Examine the records below. Report how many of their lines contain the word "crate", with no other content.

Dataset entries:
[Start of section]
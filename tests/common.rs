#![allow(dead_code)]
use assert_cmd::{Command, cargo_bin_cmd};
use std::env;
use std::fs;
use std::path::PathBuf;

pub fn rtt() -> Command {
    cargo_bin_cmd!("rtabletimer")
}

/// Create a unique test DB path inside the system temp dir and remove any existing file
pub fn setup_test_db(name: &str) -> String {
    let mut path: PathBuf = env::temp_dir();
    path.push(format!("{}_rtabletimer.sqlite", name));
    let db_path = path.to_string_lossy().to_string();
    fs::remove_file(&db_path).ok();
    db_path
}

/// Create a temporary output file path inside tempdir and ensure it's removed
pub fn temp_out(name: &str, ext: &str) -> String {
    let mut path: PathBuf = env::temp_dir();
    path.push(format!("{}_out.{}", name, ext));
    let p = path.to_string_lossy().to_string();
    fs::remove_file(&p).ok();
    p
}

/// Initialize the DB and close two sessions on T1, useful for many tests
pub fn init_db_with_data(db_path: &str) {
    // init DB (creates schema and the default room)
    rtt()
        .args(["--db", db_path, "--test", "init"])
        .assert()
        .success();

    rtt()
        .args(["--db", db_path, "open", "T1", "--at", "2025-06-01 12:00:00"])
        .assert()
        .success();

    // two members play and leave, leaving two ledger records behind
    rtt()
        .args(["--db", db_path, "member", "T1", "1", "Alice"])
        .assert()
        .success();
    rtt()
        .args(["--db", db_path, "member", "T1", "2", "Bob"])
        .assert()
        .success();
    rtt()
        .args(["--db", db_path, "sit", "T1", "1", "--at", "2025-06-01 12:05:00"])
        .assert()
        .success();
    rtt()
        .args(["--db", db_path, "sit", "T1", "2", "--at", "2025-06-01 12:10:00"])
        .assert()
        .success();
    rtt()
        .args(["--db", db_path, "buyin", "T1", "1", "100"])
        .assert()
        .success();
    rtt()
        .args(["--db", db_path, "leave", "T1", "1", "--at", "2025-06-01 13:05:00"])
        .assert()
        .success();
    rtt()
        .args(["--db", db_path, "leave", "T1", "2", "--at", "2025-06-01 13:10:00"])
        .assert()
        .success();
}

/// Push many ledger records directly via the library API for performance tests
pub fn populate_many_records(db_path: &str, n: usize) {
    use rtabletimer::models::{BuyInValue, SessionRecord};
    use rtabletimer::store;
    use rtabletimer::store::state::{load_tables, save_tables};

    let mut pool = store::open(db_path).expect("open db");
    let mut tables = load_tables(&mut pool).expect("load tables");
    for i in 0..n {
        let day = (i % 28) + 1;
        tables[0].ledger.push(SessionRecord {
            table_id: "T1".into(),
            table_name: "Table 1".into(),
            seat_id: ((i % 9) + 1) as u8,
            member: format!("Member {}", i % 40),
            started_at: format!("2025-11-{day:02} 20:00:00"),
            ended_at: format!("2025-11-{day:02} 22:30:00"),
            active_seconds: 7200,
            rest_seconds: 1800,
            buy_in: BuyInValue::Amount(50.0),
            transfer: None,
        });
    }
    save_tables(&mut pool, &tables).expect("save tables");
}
[End of section]
[Start of section]
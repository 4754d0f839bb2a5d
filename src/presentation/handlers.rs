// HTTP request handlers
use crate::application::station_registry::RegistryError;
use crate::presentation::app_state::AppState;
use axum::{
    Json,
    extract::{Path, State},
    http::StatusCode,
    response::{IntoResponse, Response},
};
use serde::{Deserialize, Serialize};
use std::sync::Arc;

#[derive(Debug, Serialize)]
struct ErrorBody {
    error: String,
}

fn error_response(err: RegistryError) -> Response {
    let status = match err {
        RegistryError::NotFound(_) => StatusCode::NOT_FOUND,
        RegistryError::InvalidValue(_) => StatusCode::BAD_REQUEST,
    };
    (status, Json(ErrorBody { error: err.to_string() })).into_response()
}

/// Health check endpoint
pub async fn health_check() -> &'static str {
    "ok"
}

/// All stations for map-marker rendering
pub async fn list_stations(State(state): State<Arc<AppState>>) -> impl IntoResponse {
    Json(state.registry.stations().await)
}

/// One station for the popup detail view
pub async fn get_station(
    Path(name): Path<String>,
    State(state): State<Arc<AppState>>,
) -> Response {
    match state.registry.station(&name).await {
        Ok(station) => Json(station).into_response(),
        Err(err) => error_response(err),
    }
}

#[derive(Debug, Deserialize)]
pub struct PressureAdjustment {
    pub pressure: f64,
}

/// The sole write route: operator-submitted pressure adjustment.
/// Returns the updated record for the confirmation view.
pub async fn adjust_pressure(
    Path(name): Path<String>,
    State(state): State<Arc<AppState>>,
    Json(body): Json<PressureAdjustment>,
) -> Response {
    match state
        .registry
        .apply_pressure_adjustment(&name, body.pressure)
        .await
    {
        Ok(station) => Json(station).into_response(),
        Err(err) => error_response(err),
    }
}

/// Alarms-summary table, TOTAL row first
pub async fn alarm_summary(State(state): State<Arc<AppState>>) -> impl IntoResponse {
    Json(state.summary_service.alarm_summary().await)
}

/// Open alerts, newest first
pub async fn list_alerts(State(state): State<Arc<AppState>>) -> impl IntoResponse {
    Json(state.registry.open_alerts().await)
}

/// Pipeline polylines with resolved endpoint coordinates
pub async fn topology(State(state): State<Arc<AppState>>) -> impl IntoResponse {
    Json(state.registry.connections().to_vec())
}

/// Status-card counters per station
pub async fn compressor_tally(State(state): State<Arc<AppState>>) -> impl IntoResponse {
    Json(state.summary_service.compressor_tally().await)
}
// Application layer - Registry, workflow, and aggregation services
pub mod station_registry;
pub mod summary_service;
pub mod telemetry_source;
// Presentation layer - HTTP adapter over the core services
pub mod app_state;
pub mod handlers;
[End of section]
• _Answer space_: 2